Scanning the entries below, copy every line that contains the word "zero".

*** Opening Provided entries ***

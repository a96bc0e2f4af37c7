//! Time decay: faction standings drift back toward neutral.

use tracing::debug;

use faction_rules::FactionGraph;

use crate::ledger::ReputationLedger;

/// Pull every decaying faction standing toward zero for `days` elapsed days.
///
/// Each faction with a positive decay rate loses `decay_rate * days` points
/// of magnitude, clamped so a standing can never cross zero. Driven by an
/// external world-tick; performs no timing of its own.
pub fn apply_time_decay(ledger: &mut ReputationLedger, graph: &FactionGraph, days: u32) {
    if days == 0 {
        return;
    }

    for faction in graph.factions() {
        if faction.decay_rate <= 0.0 {
            continue;
        }
        let current = ledger.get(faction.id.as_str());
        if current == 0 {
            continue;
        }

        let decay = faction.decay_rate * days as f32;
        let new = if current > 0 {
            (current as f32 - decay).max(0.0) as i32
        } else {
            (current as f32 + decay).min(0.0) as i32
        };

        if new != current {
            debug!(faction = %faction.id, current, new, days, "reputation decayed");
            ledger.apply_decay(&faction.id, new, days);
        }
    }
}
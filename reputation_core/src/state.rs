//! Per-character alignment state and drift accumulation.

use serde::{Deserialize, Serialize};
use tracing::debug;
use uuid::Uuid;

use faction_rules::{Alignment, AxisPoints, DriftTable};

/// Unique identifier for player characters.
#[derive(Debug, Clone, Copy, PartialEq, Eq, Hash, Serialize, Deserialize)]
pub struct CharacterId(pub Uuid);

impl CharacterId {
    /// Create a new random character ID.
    pub fn new() -> Self {
        Self(Uuid::new_v4())
    }

    pub fn from_uuid(uuid: Uuid) -> Self {
        Self(uuid)
    }

    pub fn nil() -> Self {
        Self(Uuid::nil())
    }
}

impl Default for CharacterId {
    fn default() -> Self {
        Self::new()
    }
}

impl std::fmt::Display for CharacterId {
    fn fmt(&self, f: &mut std::fmt::Formatter<'_>) -> std::fmt::Result {
        write!(f, "{}", self.0)
    }
}

/// Drift points needed on a non-current axis to trigger a transition.
pub const ALIGNMENT_SHIFT_THRESHOLD: i32 = 20;

/// Most past alignments retained in history.
pub const MAX_ALIGNMENT_HISTORY: usize = 64;

/// A character's current alignment plus the accumulated pressure nudging it
/// to change.
///
/// A three-state machine: edges exist only through [`add_drift`] (data
/// driven) and [`set_alignment`] (administrative override).
///
/// [`add_drift`]: AlignmentState::add_drift
/// [`set_alignment`]: AlignmentState::set_alignment
#[derive(Debug, Clone, Serialize, Deserialize)]
pub struct AlignmentState {
    character: CharacterId,
    alignment: Alignment,
    drift: AxisPoints,
    history: Vec<Alignment>,
}

impl AlignmentState {
    /// State for a freshly created character.
    pub fn new(character: CharacterId, initial: Alignment) -> Self {
        Self {
            character,
            alignment: initial,
            drift: AxisPoints::default(),
            history: vec![initial],
        }
    }

    pub fn character(&self) -> CharacterId {
        self.character
    }

    pub fn alignment(&self) -> Alignment {
        self.alignment
    }

    pub fn drift(&self) -> AxisPoints {
        self.drift
    }

    /// Past alignments, oldest first, including the current one.
    pub fn history(&self) -> &[Alignment] {
        &self.history
    }

    /// Administrative override (character creation, scripted story events).
    ///
    /// Returns whether a change occurred. The caller owns reseeding the
    /// reputation baseline; see `CharacterStanding::set_alignment`.
    pub fn set_alignment(&mut self, new: Alignment) -> bool {
        if new == self.alignment {
            return false;
        }
        debug!(character = %self.character, from = %self.alignment, to = %new, "alignment override");
        self.alignment = new;
        self.push_history(new);
        true
    }

    /// Apply drift for an action type.
    ///
    /// Unknown actions are a no-op returning `false`. Returns `true` iff the
    /// accumulated drift triggered an alignment transition.
    pub fn add_drift(&mut self, table: &DriftTable, action: &str) -> bool {
        let Some(points) = table.get(action) else {
            return false;
        };
        self.drift.accumulate(points);
        self.check_transition()
    }

    // Axes are checked in the fixed order Good, Neutral, Evil; the first
    // non-current axis at or past the threshold wins. All three counters
    // reset on transition, not just the winning axis.
    fn check_transition(&mut self) -> bool {
        for axis in Alignment::AXES {
            if axis == self.alignment {
                continue;
            }
            if self.drift.get(axis) >= ALIGNMENT_SHIFT_THRESHOLD {
                debug!(
                    character = %self.character,
                    from = %self.alignment,
                    to = %axis,
                    "alignment transition from accumulated drift"
                );
                self.alignment = axis;
                self.push_history(axis);
                self.drift.reset();
                return true;
            }
        }
        false
    }

    fn push_history(&mut self, alignment: Alignment) {
        if self.history.len() == MAX_ALIGNMENT_HISTORY {
            self.history.remove(0);
        }
        self.history.push(alignment);
    }

    /// Rebuild state from persisted data.
    pub(crate) fn restore(
        character: CharacterId,
        alignment: Alignment,
        drift: AxisPoints,
        mut history: Vec<Alignment>,
    ) -> Self {
        if history.is_empty() {
            history.push(alignment);
        }
        if history.len() > MAX_ALIGNMENT_HISTORY {
            history.drain(..history.len() - MAX_ALIGNMENT_HISTORY);
        }
        Self {
            character,
            alignment,
            drift,
            history,
        }
    }
}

*** Closing Provided entries ***

Reply to the exercise —
/// Pull every decaying faction standing toward zero for `days` elapsed days.
/// of magnitude, clamped so a standing can never cross zero. Driven by an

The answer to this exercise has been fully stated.